Upon carefully reading the article, however, it is revealed that
these troops are only to aid in the security of the US embassy in
Baghdad. Buried 11 paragraphs down, amid suggestions, speculation, and
conjecture, is the true nature of the latest deployment:
Obama said in his notification to Congress that the military personnel being sent to Iraq would provide support and security for the American embassy in Baghdad, but was “equipped for combat”.
All troops participating in such missions to protect and possibly evacuate US
embassies anywhere on Earth are “equipped for combat.” This hyperbole at best is
sensationalism, and at worst, intentional disinformation meant to further
undermine the stability of Baghdad’s government, by implying that it both seeks
and depends on US military forces for its continued survival.
Image: US troops aren’t going “to Iraq.” They
are going to bolster security at the US Embassy in Baghdad. Attempts to portray
the routine move as an “intervention” is a ploy to undermine the credibility and
sovereignty of the Iraqi government.
It has
been previously reported that the Islamic State in Iraq and Syria (ISIS) is
a creation of the United States and its regional allies, with the CIA itself
monitoring, arming, and funding the terrorist organization along the
Turkish-Syrian border for the past 3 years. The ISIS’ incursion into northern
Iraq was portended by their very public redeployment to eastern Syria in March
2014 where they then prepared for the invasion of Iraq.
Since invading, they have committed themselves to overt,
sectarian bloodshed in an attempt to trigger reprisals across Iraq along
sectarian lines and create a wider sectarian conflict. The relatively small ISIS
force can and will be overwhelmed by Iraqi security forces if the psychological
and strategic impact of its blitzkrieg-style tactics can be exposed and blunted.
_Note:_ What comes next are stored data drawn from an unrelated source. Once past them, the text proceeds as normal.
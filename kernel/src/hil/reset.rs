// Licensed under the Apache License, Version 2.0 or the MIT License.
// SPDX-License-Identifier: Apache-2.0 OR MIT
// Copyright Tock Contributors 2022.

//! Interface for peripheral reset lines.

use crate::ErrorCode;

/// Control over a set of numbered reset lines.
pub trait ResetControl {
    /// Put the block behind reset line `id` into reset.
    ///
    /// Return values:
    ///
    /// - `Ok(())`: the line is asserted.
    /// - `INVAL`: `id` does not name a reset line of this controller.
    fn assert(&self, id: usize) -> Result<(), ErrorCode>;

    /// Release reset line `id`.
    ///
    /// Return values:
    ///
    /// - `Ok(())`: the line is deasserted.
    /// - `INVAL`: `id` does not name a reset line of this controller.
    fn deassert(&self, id: usize) -> Result<(), ErrorCode>;

    /// Whether reset line `id` is currently asserted.
    fn is_asserted(&self, id: usize) -> Result<bool, ErrorCode>;
}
In the meantime, during this closing window of opportunity, the US in particular
is struggling to undermine both the sociopolitical stability of Iraq itself, and
the credibility of the government in Baghdad. Ironically, to do this, the US is
posing as Baghdad’s ally.
America’s “Political Touch of Death”
Image: The US has used insidious propaganda to
distance itself from its own proxies in places like Egypt, portraying ElBaradei
and Mohammed Morsi as “anti-Western.” Policymakers have admitted the need to do
so to prevent anti-American sentiment from undermining the chances of success
for their proxies. Following this logic, overtly “supporting” those the West
opposes would be an effective way to in fact, undermine them.
Readers should recall during the opening phases of the very much
US-engineered, so-called “Arab Spring,” that both the US and Israel
intentionally and very publicly offered “support” for the embattled government
of Hosni Mubarak in Egypt, despite training and funding the very mobs that were
set to overthrow his government. The alleged support was a psychological
operation (psyop) designed not to help the embattled government, but to
undermine it further. Egyptians on all sides of the political divide viewed the
United States and Israel with everything from suspicion to outright scorn. By
posing as allies of the Mubarak government, the US and Israel were able to
politically poison the leadership in Cairo and deny it any support that could
counter the Western-sponsored mobs in the streets.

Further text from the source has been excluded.